|
|
|
|
Clarissa (Clara) Hale was the third of Jane and Andrew Hale's girls. She later married L. H. Ashmum and they had two daughters, Kate M. and Fannie M. Ashmum.
Sophronia (Fronie) J. Hale was the daughter of Andrew and Jane Hale who married the dashing young entreprenuer Samuel J. Ritchie, who turned into a millionaire in the 1870 - 1890 period, and built a lovely mansion in Akron for his wife and daughter, Clara Bell Ritchie. Sophronia J. Ritchie and her daughter were the ones who gave at Clara Bell's death a million dollars plus the Jonathan Hale Farm to the Western Reserve Historical Society in 1956 to be a teaching museum in remembrance of the work of early Connecticut pioneers in this region.
John P. Hale as a baby (less than two years old.) He married Zadella Z. Frank.
An adopted Hale, perhaps Alida, who married Humphrey (from Hale Hammond Chart, 1937.)
Othello W. Hale (b.
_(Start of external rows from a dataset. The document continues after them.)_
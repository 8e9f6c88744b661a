//! Startup Recovery Scan
//!
//! Opens every database directory found under the storage root.
//!
//! Best effort: a database that fails to open is logged and recorded in the
//! report, and the remaining databases are still opened. Only failing to
//! create or list the storage root itself is an error.

use std::fs;
use std::path::Path;

use crossbeam::channel;
use crossbeam::queue::SegQueue;

use crate::error::{HubError, Result};

use super::Registry;

/// Outcome of a startup scan
#[derive(Debug, Default)]
pub struct ScanReport {
    /// Databases opened (or already open), sorted by name
    pub opened: Vec<String>,

    /// One `HubError::ScanFailure` per database that could not be opened
    pub failed: Vec<HubError>,
}

impl ScanReport {
    /// True when every discovered database opened
    pub fn is_clean(&self) -> bool {
        self.failed.is_empty()
    }

    /// Names of the databases that failed, in report order
    pub fn failed_names(&self) -> Vec<&str> {
        self.failed
            .iter()
            .filter_map(|e| match e {
                HubError::ScanFailure { name, .. } => Some(name.as_str()),
                _ => None,
            })
            .collect()
    }
}

impl Registry {
    /// Open every database directory under the storage root
    ///
    /// Creates the storage root if it is missing. Regular files and other
    /// non-directories are skipped. Work is spread over `scan_workers`
    /// threads, each going through `get_or_open`.
    pub fn load_existing(&self) -> Result<ScanReport> {
        fs::create_dir_all(&self.storage_dir)?;
        let names = discover(&self.storage_dir)?;

        let workers = self.scan_workers.min(names.len()).max(1);
        tracing::info!(
            storage_dir = %self.storage_dir.display(),
            databases = names.len(),
            workers,
            "starting startup scan"
        );

        let queue = SegQueue::new();
        for name in names {
            queue.push(name);
        }
        let (result_tx, result_rx) = channel::unbounded::<(String, Result<()>)>();

        let scanned = crossbeam::scope(|s| {
            for _ in 0..workers {
                let queue = &queue;
                let results = result_tx.clone();
                s.spawn(move |_| {
                    while let Some(name) = queue.pop() {
                        let outcome = self.get_or_open(&name).map(|_| ());
                        if results.send((name, outcome)).is_err() {
                            break;
                        }
                    }
                });
            }
        });
        if let Err(panic) = scanned {
            std::panic::resume_unwind(panic);
        }
        drop(result_tx);

        let mut report = ScanReport::default();
        for (name, outcome) in result_rx.iter() {
            match outcome {
                Ok(()) => report.opened.push(name),
                Err(e) => {
                    tracing::warn!(name = %name, error = %e, "skipping database during startup scan");
                    report.failed.push(HubError::ScanFailure {
                        name,
                        source: Box::new(e),
                    });
                }
            }
        }
        report.opened.sort();

        tracing::info!(
            opened = report.opened.len(),
            failed = report.failed.len(),
            "startup scan complete"
        );
        Ok(report)
    }
}

/// Names of the immediate subdirectories of `root`, sorted
fn discover(root: &Path) -> Result<Vec<String>> {
    let mut names = Vec::new();

    for entry in fs::read_dir(root)? {
        let entry = entry?;
        if !entry.file_type()?.is_dir() {
            continue;
        }

        match entry.file_name().into_string() {
            Ok(name) => names.push(name),
            Err(raw) => {
                tracing::warn!(name = ?raw, "skipping directory with non UTF-8 name");
            }
        }
    }

    names.sort();
    Ok(names)
}
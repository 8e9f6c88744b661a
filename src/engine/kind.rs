//! Engine dispatch
//!
//! Maps a case-insensitive engine identifier to exactly one backend.
//! Adding a backend means adding an `EngineKind` variant and its arms below.

use std::fmt;
use std::path::Path;
use std::str::FromStr;
use std::sync::Arc;

use crate::error::{HubError, Result};

use super::{EngineHandle, EngineOptions, LogDb, LsmDb, MemDb};

/// Supported storage backends
#[derive(Debug, Clone, Copy, PartialEq, Eq, Hash)]
pub enum EngineKind {
    MemDb,
    LogDb,
    LsmDb,
}

impl EngineKind {
    /// Every supported backend
    pub const ALL: [EngineKind; 3] = [EngineKind::MemDb, EngineKind::LogDb, EngineKind::LsmDb];

    /// Canonical (lowercase) identifier
    pub fn as_str(&self) -> &'static str {
        match self {
            EngineKind::MemDb => "memdb",
            EngineKind::LogDb => "logdb",
            EngineKind::LsmDb => "lsmdb",
        }
    }

    /// Open this backend at `path`
    pub fn open(&self, path: &Path, options: &EngineOptions) -> Result<EngineHandle> {
        let handle: EngineHandle = match self {
            EngineKind::MemDb => Arc::new(MemDb::open(path, options)?),
            EngineKind::LogDb => Arc::new(LogDb::open(path, options)?),
            EngineKind::LsmDb => Arc::new(LsmDb::open(path, options)?),
        };
        Ok(handle)
    }
}

impl FromStr for EngineKind {
    type Err = HubError;

    fn from_str(identifier: &str) -> Result<Self> {
        EngineKind::ALL
            .into_iter()
            .find(|kind| kind.as_str().eq_ignore_ascii_case(identifier))
            .ok_or_else(|| HubError::UnsupportedEngine {
                identifier: identifier.to_string(),
            })
    }
}

impl fmt::Display for EngineKind {
    fn fmt(&self, f: &mut fmt::Formatter<'_>) -> fmt::Result {
        f.write_str(self.as_str())
    }
}

/// Open the engine named by `identifier` at `path` with default options
pub fn open(identifier: &str, path: &Path) -> Result<EngineHandle> {
    open_with(identifier, path, &EngineOptions::default())
}

/// Open the engine named by `identifier` at `path`
///
/// An unknown identifier fails with `UnsupportedEngine` before anything
/// touches the filesystem.
pub fn open_with(identifier: &str, path: &Path, options: &EngineOptions) -> Result<EngineHandle> {
    let kind: EngineKind = identifier.parse()?;
    tracing::debug!(engine = %kind, path = %path.display(), "opening engine");
    kind.open(path, options)
}

// =============================================================================
// Opener Seam
// =============================================================================

/// Opens an engine handle for a database directory
///
/// The registry talks to engines only through this trait.
pub trait EngineOpener: Send + Sync {
    /// Name used in logs and reports
    fn name(&self) -> &str;

    /// Open (creating if needed) the database at `path`
    fn open(&self, path: &Path) -> Result<EngineHandle>;
}

/// The production opener: one configured backend plus its tunables
#[derive(Debug, Clone, Copy)]
pub struct Dispatcher {
    kind: EngineKind,
    options: EngineOptions,
}

impl Dispatcher {
    /// Resolve `identifier` once, up front
    pub fn new(identifier: &str, options: EngineOptions) -> Result<Self> {
        Ok(Self {
            kind: identifier.parse()?,
            options,
        })
    }

    pub fn kind(&self) -> EngineKind {
        self.kind
    }

    pub fn options(&self) -> &EngineOptions {
        &self.options
    }
}

impl EngineOpener for Dispatcher {
    fn name(&self) -> &str {
        self.kind.as_str()
    }

    fn open(&self, path: &Path) -> Result<EngineHandle> {
        self.kind.open(path, &self.options)
    }
}
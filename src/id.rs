//! Unique ID Generator
//!
//! Snowflake-style 63-bit ids, unique for the lifetime of one generator.
//!
//! ## Layout
//! ```text
//! ┌───┬──────────────────────────────┬────────────┬──────────────┐
//! │ 0 │ millis since EPOCH_MS (41)   │ node (10)  │ sequence (12)│
//! └───┴──────────────────────────────┴────────────┴──────────────┘
//! ```
//!
//! ## Concurrency
//! All state lives in one `AtomicU64` stamp (`millis << 12 | sequence`).
//! Each call advances it with compare-and-swap to
//! `max(now << 12, last + 1)`: a full sequence rolls into the next
//! millisecond and a clock stepping backwards never repeats a stamp.

use std::sync::atomic::{AtomicU64, Ordering};
use std::time::{SystemTime, UNIX_EPOCH};

use crate::error::{HubError, Result};

/// 2020-01-01T00:00:00Z in unix millis
pub const EPOCH_MS: u64 = 1_577_836_800_000;

const TIMESTAMP_BITS: u32 = 41;
const NODE_BITS: u32 = 10;
const SEQUENCE_BITS: u32 = 12;

const TIMESTAMP_MASK: u64 = (1 << TIMESTAMP_BITS) - 1;
const SEQUENCE_MASK: u64 = (1 << SEQUENCE_BITS) - 1;

/// Largest accepted node id
pub const MAX_NODE_ID: u16 = (1 << NODE_BITS) - 1;

/// Decoded fields of a generated id
#[derive(Debug, Clone, Copy, PartialEq, Eq)]
pub struct IdParts {
    /// Unix millis the id was minted in
    pub timestamp_ms: u64,
    pub node_id: u16,
    pub sequence: u16,
}

/// Process-wide unique id source, safe to share across threads
#[derive(Debug)]
pub struct IdGenerator {
    node_id: u16,
    last_stamp: AtomicU64,
}

impl IdGenerator {
    /// Create a generator for `node_id` (0..=1023)
    pub fn new(node_id: u16) -> Result<Self> {
        if node_id > MAX_NODE_ID {
            return Err(HubError::Config(format!(
                "node id {} out of range 0..={}",
                node_id, MAX_NODE_ID
            )));
        }

        Ok(Self {
            node_id,
            last_stamp: AtomicU64::new(0),
        })
    }

    /// Next unique id as a non-negative 64-bit integer
    pub fn next_int(&self) -> i64 {
        let now = current_millis() << SEQUENCE_BITS;
        let advance = |last: u64| now.max(last + 1);

        let prev = match self
            .last_stamp
            .fetch_update(Ordering::AcqRel, Ordering::Acquire, |last| Some(advance(last)))
        {
            Ok(prev) | Err(prev) => prev,
        };
        let stamp = advance(prev);

        let millis = (stamp >> SEQUENCE_BITS) & TIMESTAMP_MASK;
        let sequence = stamp & SEQUENCE_MASK;
        let id = (millis << (NODE_BITS + SEQUENCE_BITS))
            | ((self.node_id as u64) << SEQUENCE_BITS)
            | sequence;

        id as i64
    }

    /// Next unique id rendered as a decimal string
    pub fn next_string(&self) -> String {
        self.next_int().to_string()
    }

    pub fn node_id(&self) -> u16 {
        self.node_id
    }

    /// Split an id back into its fields
    pub fn decompose(id: i64) -> IdParts {
        let id = id as u64;
        IdParts {
            timestamp_ms: (id >> (NODE_BITS + SEQUENCE_BITS)) + EPOCH_MS,
            node_id: ((id >> SEQUENCE_BITS) & MAX_NODE_ID as u64) as u16,
            sequence: (id & SEQUENCE_MASK) as u16,
        }
    }
}

/// Millis since `EPOCH_MS` (0 if the clock reads earlier)
fn current_millis() -> u64 {
    SystemTime::now()
        .duration_since(UNIX_EPOCH)
        .map(|d| d.as_millis() as u64)
        .unwrap_or(0)
        .saturating_sub(EPOCH_MS)
}
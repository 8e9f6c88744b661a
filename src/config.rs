//! Configuration for KvHub
//!
//! Centralized configuration with sensible defaults.

use std::path::PathBuf;

use crate::engine::EngineOptions;

/// Main configuration for a KvHub registry
#[derive(Debug, Clone)]
pub struct Config {
    // -------------------------------------------------------------------------
    // Storage Configuration
    // -------------------------------------------------------------------------
    /// Storage root. Every immediate subdirectory is one database:
    ///   {storage_dir}/
    ///     ├── users/       (engine-specific contents)
    ///     └── sessions/
    pub storage_dir: PathBuf,

    /// Engine identifier applied to every database (case-insensitive)
    pub engine: String,

    // -------------------------------------------------------------------------
    // Engine Tunables
    // -------------------------------------------------------------------------
    /// Sync strategy: how often log-based engines fsync
    pub sync_strategy: SyncStrategy,

    /// Max size of the lsmdb memtable before flush (in bytes)
    pub memtable_size_limit: usize,

    // -------------------------------------------------------------------------
    // Startup / Identity
    // -------------------------------------------------------------------------
    /// Worker threads used by the startup scan
    pub scan_workers: usize,

    /// Node id mixed into generated unique ids (0..=1023)
    pub node_id: u16,
}

/// Log sync strategy
#[derive(Debug, Clone, Copy, PartialEq, Eq)]
pub enum SyncStrategy {
    /// fsync after every write (safest, slowest)
    EveryWrite,

    /// fsync after N unsynced records (balanced durability/performance)
    EveryNEntries { count: usize },
}

impl Default for Config {
    fn default() -> Self {
        Self {
            storage_dir: PathBuf::from("./kvhub_data"),
            engine: "logdb".to_string(),
            sync_strategy: SyncStrategy::EveryNEntries { count: 100 },
            memtable_size_limit: 4 * 1024 * 1024, // 4 MB
            scan_workers: 4,
            node_id: 0,
        }
    }
}

impl Config {
    /// Create a new config builder
    pub fn builder() -> ConfigBuilder {
        ConfigBuilder::default()
    }

    /// Engine tunables derived from this config
    pub fn engine_options(&self) -> EngineOptions {
        EngineOptions {
            sync_strategy: self.sync_strategy,
            memtable_size_limit: self.memtable_size_limit,
        }
    }
}

/// Builder for Config
#[derive(Default)]
pub struct ConfigBuilder {
    config: Config,
}

impl ConfigBuilder {
    /// Set the storage root
    pub fn storage_dir(mut self, path: impl Into<PathBuf>) -> Self {
        self.config.storage_dir = path.into();
        self
    }

    /// Set the engine identifier
    pub fn engine(mut self, engine: impl Into<String>) -> Self {
        self.config.engine = engine.into();
        self
    }

    /// Set the sync strategy
    pub fn sync_strategy(mut self, strategy: SyncStrategy) -> Self {
        self.config.sync_strategy = strategy;
        self
    }

    /// Set the memtable size limit (in bytes)
    pub fn memtable_size_limit(mut self, size: usize) -> Self {
        self.config.memtable_size_limit = size;
        self
    }

    /// Set the number of startup scan workers (at least one is used)
    pub fn scan_workers(mut self, workers: usize) -> Self {
        self.config.scan_workers = workers;
        self
    }

    /// Set the node id for the unique id generator
    pub fn node_id(mut self, node_id: u16) -> Self {
        self.config.node_id = node_id;
        self
    }

    pub fn build(self) -> Config {
        self.config
    }
}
July 5, 1841, d. Nov. 13, 1906) and first wife Elizabeth Hanson (b. 1839 in England, d. 1876). Othello W. was a child of William Hale and Harriet Carlton. He was a younger brother to Sophronia Hale Hammond. In his later years he became the acknowledged historian of the Hale family and visited Hanover, Galesburg, Hot Springs, Arkansas, and Jackson, Tenn., gathering news about the family and recording it. Much of his correspondence is still available at the Western Reserve Historical Society.
Emily F. Hale was a daughter of James H. Hale (brother to Sophronia). It is noteworthy that O. W. Hammond knew these children of his mother's siblings in Bath, Ohio, while he was in Hanover, Illinois, at the date of receiving the album.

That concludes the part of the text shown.